The neuron is composed of dendrites, a cyton, and an axon (fig. 1-42). The dendrites are thin receptive branches, and vary greatly in size, shape, and number with different types of neurons. They serve as receptors, conveying impulses toward the cyton. The cyton is the cell body containing the nucleus. The single, thin extension of the cell outward from the cyton is called the axon. It conducts impulses away from the cyton to its terminal branches, which transmit the impulses to the dendrites of the next neuron.

Large axons of the peripheral nerves are commonly enclosed in a sheath, called neurilemma, composed of Schwann cells (fig. 1-42). Schwann cells wrap around the axon and act as an electrical insulator.

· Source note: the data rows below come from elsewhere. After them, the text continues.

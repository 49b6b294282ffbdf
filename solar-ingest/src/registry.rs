use solar_core::{
    db::{MetricStore, SiteRegistry},
    domain::Site,
};

/// Register configured sites and open their metric namespaces, so a site with
/// no readings yet answers with empty series instead of "unknown site".
pub async fn seed_sites(
    registry: &dyn SiteRegistry,
    store: &dyn MetricStore,
    sites: &[Site],
) -> Result<(), solar_core::StoreError> {
    for site in sites {
        store.ensure_site(site.id).await?;
        registry.insert(site.clone()).await?;
    }
    tracing::info!(count = sites.len(), "sites registered");
    Ok(())
}
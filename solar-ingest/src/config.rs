use serde::Deserialize;
use solar_core::domain::{MeasurementKind, Site};
use std::fs;

fn default_channel_capacity() -> usize {
    1024
}

fn default_max_body_bytes() -> usize {
    2 * 1024 * 1024
}

fn default_max_request_records() -> usize {
    10_000
}

fn default_required_kinds() -> Vec<MeasurementKind> {
    MeasurementKind::ALL.to_vec()
}

fn default_global_cap() -> usize {
    solar_core::db::feed::DEFAULT_GLOBAL_CAP
}

fn default_site_cap() -> usize {
    solar_core::db::feed::DEFAULT_SITE_CAP
}

#[derive(Debug, Clone, Deserialize)]
pub struct HttpSourceConfig {
    pub http_bind_addr: String,
    #[serde(default = "default_channel_capacity")]
    pub channel_capacity: usize,
    #[serde(default = "default_max_body_bytes")]
    pub max_body_bytes: usize,
    #[serde(default = "default_max_request_records")]
    pub max_request_records: usize,
}

#[derive(Debug, Clone, Deserialize)]
pub struct ApiConfig {
    pub bind_addr: String,
}

#[derive(Debug, Clone, Deserialize)]
pub struct PipelineConfig {
    /// Kinds whose source fields a reading must carry to be accepted.
    #[serde(default = "default_required_kinds")]
    pub required_kinds: Vec<MeasurementKind>,
}

impl Default for PipelineConfig {
    fn default() -> Self {
        Self {
            required_kinds: default_required_kinds(),
        }
    }
}

#[derive(Debug, Clone, Deserialize)]
pub struct FeedConfig {
    #[serde(default = "default_global_cap")]
    pub global_max_len: usize,
    #[serde(default = "default_site_cap")]
    pub site_max_len: usize,
}

impl Default for FeedConfig {
    fn default() -> Self {
        Self {
            global_max_len: default_global_cap(),
            site_max_len: default_site_cap(),
        }
    }
}

#[derive(Debug, Clone, Deserialize)]
pub struct MetricsConfig {
    pub bind_addr: String,
}

#[derive(Debug, Clone, Deserialize)]
pub struct AppConfig {
    pub ingest: HttpSourceConfig,
    pub api: ApiConfig,
    #[serde(default)]
    pub pipeline: PipelineConfig,
    #[serde(default)]
    pub feed: FeedConfig,
    pub metrics: Option<MetricsConfig>,
    #[serde(default)]
    pub sites: Vec<Site>,
}

impl AppConfig {
    pub fn load() -> anyhow::Result<Self> {
        use std::env;

        let path = env::var("SOLAR_CONFIG").unwrap_or_else(|_| "solar-config.toml".to_string());
        let contents = fs::read_to_string(&path)
            .map_err(|e| anyhow::anyhow!("failed to read config '{path}': {e}"))?;
        Self::from_toml(&contents)
    }

    pub fn from_toml(contents: &str) -> anyhow::Result<Self> {
        let cfg: AppConfig = toml::from_str(contents)?;
        Ok(cfg)
    }
}

#[cfg(test)]
mod tests {
    use super::*;
    use solar_core::domain::SiteId;

    #[test]
    fn minimal_config_uses_defaults() {
        let cfg = AppConfig::from_toml(
            r#"
            [ingest]
            http_bind_addr = "127.0.0.1:8081"

            [api]
            bind_addr = "127.0.0.1:8080"
            "#,
        )
        .unwrap();

        assert_eq!(cfg.ingest.channel_capacity, 1024);
        assert_eq!(cfg.pipeline.required_kinds, MeasurementKind::ALL.to_vec());
        assert_eq!(cfg.feed.global_max_len, 10_000);
        assert_eq!(cfg.feed.site_max_len, 2_440);
        assert!(cfg.metrics.is_none());
        assert!(cfg.sites.is_empty());
    }

    #[test]
    fn full_config_parses_sites_and_kinds() {
        let cfg = AppConfig::from_toml(
            r#"
            [ingest]
            http_bind_addr = "0.0.0.0:8081"
            channel_capacity = 64

            [api]
            bind_addr = "0.0.0.0:8080"

            [pipeline]
            required_kinds = ["kwh_generated", "kwh_used"]

            [feed]
            site_max_len = 100

            [metrics]
            bind_addr = "0.0.0.0:9000"

            [[sites]]
            id = 42
            capacity = 4.5
            panels = 3
            city = "Oakland"
            coordinate = { lat = 37.8, lng = -122.27 }
            "#,
        )
        .unwrap();

        assert_eq!(cfg.ingest.channel_capacity, 64);
        assert_eq!(
            cfg.pipeline.required_kinds,
            vec![MeasurementKind::KwhGenerated, MeasurementKind::KwhUsed]
        );
        assert_eq!(cfg.feed.site_max_len, 100);
        assert_eq!(cfg.feed.global_max_len, 10_000);
        assert_eq!(cfg.sites.len(), 1);
        assert_eq!(cfg.sites[0].id, SiteId(42));
        assert_eq!(cfg.sites[0].coordinate.map(|c| c.lng), Some(-122.27));
    }

    #[test]
    fn unknown_kind_is_an_error() {
        let res = AppConfig::from_toml(
            r#"
            [ingest]
            http_bind_addr = "0.0.0.0:8081"
            [api]
            bind_addr = "0.0.0.0:8080"
            [pipeline]
            required_kinds = ["kwh_sold"]
            "#,
        );
        assert!(res.is_err());
    }
}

Figure 1-42.-The neuron and its parts.

The membranes of the Schwann cell are composed largely of a lipid-protein called myelin, which forms a myelin sheath on the outside of an axon. The myelin sheath has gaps between adjacent Schwann cells called nodes of Ranvier. Nerve cells without Schwann cells also lack myelin and neurilemma sheaths.

IMPULSE TRANSMISSION
When dendrites receive a sufficiently strong stimulus, a short and rapid change in electrical charge, or polarity, of the neuron is triggered. Sodium ions rush through the plasma membrane into the cell, potassium ions leave, and an electrical impulse is formed, which is conducted toward the cyton. The cyton receives the impulse and transmits it to the terminal filaments of the axon. At this point a chemical transmitter such as acetylcholine is released into the synapse, a space between the axon of the activated nerve and the dendrite receptors of another neuron. This chemical transmitter activates the next nerve. In this manner, the impulse is passed from neuron to neuron down the nerve line to a central area at approximately the speed of a bullet.

Almost immediately after being activated, the chemical transmitter in the synapse is neutralized by the enzyme acetylcholinesterase, and the first neuron returns to its normal state by pumping out the sodium ions and drawing potassium ions back in through the plasma membrane. When these actions are completed, the nerve is ready to be triggered again. Aparticularly strong stimulus will cause the nerve to fire in rapid succession, or will trigger many other neurons, thus giving a feeling of intensity to the perceived sensation.